_DATA PROVIDED_
*** Block opens ***

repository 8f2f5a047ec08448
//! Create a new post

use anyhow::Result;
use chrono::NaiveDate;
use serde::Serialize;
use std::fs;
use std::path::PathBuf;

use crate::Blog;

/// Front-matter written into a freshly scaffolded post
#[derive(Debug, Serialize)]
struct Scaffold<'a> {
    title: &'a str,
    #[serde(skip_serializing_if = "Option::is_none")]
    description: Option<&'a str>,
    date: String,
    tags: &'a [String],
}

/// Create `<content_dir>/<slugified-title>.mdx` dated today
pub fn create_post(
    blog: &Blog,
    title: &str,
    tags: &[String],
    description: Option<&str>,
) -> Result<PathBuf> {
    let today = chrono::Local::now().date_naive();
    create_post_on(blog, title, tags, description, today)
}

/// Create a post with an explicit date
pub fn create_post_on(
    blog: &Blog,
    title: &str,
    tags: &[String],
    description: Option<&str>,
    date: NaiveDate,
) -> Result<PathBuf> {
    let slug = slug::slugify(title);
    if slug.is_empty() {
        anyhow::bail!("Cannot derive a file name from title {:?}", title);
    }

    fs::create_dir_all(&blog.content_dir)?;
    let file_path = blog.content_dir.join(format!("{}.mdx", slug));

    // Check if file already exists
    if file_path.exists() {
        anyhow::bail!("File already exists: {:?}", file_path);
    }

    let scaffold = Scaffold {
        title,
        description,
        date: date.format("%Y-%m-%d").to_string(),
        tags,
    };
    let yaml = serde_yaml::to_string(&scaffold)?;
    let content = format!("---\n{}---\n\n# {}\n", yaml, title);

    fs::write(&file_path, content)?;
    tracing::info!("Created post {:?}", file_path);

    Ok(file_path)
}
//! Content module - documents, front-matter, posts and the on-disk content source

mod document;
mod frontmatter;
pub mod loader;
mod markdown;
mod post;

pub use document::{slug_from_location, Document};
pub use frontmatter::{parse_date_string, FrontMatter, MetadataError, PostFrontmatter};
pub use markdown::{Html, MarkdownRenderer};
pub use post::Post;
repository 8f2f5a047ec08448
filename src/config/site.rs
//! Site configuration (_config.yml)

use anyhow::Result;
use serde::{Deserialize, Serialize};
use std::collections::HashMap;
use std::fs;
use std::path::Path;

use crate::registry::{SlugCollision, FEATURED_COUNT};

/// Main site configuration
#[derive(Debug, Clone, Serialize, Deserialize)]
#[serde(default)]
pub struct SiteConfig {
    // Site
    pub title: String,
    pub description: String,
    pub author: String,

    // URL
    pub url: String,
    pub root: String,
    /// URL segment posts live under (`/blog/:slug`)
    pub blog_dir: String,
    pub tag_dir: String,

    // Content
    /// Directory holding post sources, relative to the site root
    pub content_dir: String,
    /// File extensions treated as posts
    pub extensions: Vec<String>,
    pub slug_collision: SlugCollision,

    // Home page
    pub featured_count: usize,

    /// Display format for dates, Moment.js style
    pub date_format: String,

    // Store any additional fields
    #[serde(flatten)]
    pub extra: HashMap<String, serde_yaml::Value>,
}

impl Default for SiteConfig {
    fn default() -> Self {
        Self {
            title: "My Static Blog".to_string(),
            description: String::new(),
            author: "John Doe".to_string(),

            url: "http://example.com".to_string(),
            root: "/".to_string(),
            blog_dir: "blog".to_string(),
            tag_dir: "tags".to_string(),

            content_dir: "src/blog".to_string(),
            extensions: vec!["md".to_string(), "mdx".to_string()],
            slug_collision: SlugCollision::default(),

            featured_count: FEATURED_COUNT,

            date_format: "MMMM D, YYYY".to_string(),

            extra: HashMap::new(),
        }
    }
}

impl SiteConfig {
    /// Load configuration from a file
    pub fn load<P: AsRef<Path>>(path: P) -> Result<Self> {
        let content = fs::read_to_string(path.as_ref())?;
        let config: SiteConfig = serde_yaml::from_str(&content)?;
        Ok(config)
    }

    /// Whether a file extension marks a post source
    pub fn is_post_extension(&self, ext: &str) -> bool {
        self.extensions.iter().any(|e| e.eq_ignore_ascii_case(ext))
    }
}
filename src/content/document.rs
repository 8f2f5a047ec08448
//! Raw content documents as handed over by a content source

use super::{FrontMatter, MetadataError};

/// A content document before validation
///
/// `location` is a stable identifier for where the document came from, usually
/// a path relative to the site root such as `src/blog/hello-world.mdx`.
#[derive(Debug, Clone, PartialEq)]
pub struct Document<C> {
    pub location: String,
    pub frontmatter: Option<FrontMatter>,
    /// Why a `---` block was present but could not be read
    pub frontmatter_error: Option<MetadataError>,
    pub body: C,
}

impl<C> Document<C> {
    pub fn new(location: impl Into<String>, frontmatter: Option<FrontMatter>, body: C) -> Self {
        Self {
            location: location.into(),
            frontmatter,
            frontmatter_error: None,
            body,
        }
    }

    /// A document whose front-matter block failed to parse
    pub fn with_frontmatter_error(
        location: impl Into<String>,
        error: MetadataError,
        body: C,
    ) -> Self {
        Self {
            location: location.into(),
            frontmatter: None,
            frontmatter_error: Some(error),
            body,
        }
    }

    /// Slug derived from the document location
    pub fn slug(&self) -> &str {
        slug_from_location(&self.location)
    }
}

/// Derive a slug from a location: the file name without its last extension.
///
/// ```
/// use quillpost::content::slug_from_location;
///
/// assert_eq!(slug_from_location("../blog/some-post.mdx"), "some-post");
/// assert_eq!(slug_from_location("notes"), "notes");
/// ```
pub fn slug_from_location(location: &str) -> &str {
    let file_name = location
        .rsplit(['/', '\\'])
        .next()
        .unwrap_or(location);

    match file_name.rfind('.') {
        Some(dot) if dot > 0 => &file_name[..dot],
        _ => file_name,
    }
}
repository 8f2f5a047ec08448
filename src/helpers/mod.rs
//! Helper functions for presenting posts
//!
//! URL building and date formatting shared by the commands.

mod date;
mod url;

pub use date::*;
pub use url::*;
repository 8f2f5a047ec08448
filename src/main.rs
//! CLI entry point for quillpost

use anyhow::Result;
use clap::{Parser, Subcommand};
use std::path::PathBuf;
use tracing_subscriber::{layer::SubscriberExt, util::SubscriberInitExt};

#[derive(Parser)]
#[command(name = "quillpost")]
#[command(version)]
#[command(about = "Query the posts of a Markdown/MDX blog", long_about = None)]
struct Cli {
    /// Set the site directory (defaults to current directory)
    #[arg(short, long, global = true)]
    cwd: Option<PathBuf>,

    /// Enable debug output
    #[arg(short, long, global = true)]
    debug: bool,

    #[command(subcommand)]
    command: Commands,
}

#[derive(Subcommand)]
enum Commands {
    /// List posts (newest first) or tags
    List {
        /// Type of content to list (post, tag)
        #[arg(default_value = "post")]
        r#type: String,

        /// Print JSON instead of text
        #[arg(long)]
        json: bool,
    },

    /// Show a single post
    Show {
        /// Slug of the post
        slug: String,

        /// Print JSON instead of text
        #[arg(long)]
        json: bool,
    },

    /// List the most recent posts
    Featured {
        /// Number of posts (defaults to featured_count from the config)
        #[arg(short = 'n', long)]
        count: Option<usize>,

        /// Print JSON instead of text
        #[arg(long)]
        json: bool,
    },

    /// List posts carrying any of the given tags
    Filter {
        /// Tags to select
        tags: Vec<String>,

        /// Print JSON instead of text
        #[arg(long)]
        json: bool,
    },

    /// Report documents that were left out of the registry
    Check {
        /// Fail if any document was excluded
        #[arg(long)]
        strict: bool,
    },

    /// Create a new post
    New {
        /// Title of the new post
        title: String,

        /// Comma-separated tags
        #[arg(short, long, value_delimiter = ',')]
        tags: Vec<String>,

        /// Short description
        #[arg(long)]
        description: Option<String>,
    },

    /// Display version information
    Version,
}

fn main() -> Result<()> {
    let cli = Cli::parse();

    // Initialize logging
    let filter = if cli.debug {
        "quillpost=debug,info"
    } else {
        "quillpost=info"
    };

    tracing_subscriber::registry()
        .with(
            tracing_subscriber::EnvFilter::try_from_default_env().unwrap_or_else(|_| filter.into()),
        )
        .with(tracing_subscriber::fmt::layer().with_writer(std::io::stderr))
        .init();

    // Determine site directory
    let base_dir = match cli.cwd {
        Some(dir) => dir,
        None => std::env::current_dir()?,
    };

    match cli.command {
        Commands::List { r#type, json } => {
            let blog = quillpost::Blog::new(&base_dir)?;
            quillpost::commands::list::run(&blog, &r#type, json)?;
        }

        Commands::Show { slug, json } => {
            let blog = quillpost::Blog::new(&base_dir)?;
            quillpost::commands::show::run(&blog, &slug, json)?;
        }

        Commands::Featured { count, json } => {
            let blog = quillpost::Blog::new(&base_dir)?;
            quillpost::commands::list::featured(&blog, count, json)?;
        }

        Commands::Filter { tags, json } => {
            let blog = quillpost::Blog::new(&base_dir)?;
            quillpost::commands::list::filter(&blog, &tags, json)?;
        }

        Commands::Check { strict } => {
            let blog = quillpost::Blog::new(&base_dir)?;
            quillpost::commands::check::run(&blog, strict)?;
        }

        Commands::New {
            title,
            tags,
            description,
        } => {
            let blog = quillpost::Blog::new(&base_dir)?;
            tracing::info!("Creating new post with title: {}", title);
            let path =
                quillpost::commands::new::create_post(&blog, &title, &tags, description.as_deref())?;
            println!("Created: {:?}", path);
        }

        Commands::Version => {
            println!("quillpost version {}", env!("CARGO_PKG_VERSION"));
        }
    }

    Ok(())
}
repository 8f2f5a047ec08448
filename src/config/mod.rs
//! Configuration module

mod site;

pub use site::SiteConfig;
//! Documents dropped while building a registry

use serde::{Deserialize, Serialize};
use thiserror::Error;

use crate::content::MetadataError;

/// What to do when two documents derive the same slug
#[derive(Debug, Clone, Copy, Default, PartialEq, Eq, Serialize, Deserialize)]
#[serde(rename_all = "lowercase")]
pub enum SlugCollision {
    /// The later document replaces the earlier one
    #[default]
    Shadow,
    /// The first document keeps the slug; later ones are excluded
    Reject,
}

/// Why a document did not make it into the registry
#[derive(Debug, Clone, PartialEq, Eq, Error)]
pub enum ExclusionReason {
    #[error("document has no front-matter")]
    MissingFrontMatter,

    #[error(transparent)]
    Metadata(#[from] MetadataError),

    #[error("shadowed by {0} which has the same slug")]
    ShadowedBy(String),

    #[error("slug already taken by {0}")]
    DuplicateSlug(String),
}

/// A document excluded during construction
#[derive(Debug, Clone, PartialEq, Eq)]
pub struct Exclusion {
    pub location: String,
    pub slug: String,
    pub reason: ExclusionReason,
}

*** Block closes ***

_WHAT IS EXPECTED_
Please find all lines of the entries that hold the string "enum" and copy them.

_RESPONSE TO THIS EXERCISE_
enum Commands {
pub enum SlugCollision {
pub enum ExclusionReason {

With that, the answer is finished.